◆ **Task requirements**:
"true" is the word to look for; copy each line of the listing where it occurs.

◆ **Data listing**:
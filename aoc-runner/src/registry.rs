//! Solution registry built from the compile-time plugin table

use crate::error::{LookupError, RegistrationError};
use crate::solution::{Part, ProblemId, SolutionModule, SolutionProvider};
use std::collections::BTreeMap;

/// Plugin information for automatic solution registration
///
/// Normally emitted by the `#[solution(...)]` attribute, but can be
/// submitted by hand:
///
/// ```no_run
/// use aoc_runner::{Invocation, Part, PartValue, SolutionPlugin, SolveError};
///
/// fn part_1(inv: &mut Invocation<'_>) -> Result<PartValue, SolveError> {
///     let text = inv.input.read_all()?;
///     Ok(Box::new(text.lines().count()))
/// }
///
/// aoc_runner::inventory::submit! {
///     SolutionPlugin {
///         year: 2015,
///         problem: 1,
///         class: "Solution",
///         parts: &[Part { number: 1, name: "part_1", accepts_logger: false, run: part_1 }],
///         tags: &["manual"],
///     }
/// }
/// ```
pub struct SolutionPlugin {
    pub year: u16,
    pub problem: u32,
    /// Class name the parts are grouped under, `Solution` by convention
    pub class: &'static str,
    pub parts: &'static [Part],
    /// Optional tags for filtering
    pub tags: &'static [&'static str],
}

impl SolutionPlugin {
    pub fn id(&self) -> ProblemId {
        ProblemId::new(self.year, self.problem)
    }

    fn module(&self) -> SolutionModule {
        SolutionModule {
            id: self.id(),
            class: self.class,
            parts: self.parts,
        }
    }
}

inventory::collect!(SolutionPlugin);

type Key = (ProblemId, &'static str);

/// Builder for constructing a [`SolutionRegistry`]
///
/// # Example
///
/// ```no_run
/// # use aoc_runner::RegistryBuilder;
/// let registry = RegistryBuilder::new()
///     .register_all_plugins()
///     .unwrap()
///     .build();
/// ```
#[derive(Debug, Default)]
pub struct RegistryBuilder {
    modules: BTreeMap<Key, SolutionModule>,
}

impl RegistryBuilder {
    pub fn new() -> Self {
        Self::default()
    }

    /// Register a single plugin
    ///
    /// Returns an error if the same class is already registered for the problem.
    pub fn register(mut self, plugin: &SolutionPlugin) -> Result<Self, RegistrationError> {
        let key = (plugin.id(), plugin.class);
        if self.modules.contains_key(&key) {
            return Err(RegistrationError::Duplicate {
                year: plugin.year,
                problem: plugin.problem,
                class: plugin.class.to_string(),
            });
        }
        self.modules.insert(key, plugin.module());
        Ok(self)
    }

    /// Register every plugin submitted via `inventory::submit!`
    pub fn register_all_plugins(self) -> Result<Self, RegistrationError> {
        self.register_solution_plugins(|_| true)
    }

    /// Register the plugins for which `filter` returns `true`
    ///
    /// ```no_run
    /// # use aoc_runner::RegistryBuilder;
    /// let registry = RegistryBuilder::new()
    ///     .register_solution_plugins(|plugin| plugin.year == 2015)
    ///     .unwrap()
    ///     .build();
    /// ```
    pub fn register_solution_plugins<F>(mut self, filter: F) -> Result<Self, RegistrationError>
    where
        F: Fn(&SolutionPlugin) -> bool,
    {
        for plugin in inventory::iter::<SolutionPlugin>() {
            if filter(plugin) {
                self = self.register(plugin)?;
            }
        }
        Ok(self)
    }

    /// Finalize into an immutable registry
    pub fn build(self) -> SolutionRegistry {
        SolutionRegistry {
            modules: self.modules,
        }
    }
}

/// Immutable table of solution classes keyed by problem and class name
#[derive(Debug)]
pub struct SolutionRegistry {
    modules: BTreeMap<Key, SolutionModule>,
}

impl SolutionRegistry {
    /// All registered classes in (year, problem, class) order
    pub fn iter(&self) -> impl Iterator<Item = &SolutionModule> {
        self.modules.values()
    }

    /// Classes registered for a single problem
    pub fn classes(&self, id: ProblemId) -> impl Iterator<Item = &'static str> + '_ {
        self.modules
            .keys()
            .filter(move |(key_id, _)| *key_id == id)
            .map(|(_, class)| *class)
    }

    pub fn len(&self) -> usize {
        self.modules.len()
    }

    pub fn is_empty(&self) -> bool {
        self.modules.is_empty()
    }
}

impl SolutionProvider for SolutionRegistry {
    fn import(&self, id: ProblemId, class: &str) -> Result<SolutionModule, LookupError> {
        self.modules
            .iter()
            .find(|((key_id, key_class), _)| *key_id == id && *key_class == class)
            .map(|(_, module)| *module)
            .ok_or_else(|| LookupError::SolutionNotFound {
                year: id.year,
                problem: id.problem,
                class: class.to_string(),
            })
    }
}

...

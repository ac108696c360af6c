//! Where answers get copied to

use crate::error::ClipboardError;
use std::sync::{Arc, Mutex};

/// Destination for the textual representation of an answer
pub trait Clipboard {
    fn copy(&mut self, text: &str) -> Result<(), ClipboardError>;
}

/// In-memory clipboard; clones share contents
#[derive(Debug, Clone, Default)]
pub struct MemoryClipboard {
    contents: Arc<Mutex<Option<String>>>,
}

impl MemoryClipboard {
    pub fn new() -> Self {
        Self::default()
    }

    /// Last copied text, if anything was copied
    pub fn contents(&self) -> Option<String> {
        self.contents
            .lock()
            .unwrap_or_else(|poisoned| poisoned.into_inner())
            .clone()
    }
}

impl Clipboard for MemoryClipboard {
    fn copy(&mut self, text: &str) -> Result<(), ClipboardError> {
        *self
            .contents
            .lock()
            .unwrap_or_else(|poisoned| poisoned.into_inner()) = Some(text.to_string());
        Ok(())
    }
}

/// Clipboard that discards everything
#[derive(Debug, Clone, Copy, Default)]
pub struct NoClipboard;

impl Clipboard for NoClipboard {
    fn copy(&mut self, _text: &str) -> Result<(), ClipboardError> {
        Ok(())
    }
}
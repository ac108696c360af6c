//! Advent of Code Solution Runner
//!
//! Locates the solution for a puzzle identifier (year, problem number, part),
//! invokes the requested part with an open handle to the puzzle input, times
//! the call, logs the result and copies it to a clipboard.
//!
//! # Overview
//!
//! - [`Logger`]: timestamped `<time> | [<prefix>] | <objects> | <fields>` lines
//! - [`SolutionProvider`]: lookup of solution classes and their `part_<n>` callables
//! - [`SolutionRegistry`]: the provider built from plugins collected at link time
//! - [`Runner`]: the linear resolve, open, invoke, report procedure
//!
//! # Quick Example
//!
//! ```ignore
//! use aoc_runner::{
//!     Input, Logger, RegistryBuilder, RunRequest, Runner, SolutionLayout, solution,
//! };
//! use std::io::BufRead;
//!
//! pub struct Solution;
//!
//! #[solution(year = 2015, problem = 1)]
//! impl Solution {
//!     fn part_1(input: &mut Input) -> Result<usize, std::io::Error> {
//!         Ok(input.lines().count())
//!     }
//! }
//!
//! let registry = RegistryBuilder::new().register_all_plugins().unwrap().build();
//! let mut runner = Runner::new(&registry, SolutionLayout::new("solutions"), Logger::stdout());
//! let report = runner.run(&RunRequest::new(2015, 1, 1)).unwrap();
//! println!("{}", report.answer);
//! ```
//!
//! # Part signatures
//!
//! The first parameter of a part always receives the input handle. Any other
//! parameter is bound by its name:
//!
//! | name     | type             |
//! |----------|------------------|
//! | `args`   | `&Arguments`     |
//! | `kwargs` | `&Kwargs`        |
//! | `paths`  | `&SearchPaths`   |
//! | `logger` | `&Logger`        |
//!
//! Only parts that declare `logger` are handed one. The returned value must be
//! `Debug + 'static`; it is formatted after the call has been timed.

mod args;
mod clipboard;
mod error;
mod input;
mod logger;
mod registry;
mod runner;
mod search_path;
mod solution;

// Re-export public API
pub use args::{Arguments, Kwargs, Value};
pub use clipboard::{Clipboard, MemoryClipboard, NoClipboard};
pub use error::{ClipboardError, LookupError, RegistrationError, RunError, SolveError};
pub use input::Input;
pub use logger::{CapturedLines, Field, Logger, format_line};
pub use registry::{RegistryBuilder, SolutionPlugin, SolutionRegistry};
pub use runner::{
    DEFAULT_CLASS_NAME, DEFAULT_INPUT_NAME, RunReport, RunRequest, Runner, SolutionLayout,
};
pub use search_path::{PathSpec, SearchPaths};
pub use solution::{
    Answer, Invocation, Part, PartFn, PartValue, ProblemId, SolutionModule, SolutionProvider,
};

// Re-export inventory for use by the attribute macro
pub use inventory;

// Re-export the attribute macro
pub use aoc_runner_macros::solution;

◆ **Result of this task**:
        self.register_solution_plugins(|_| true)
    /// Register the plugins for which `filter` returns `true`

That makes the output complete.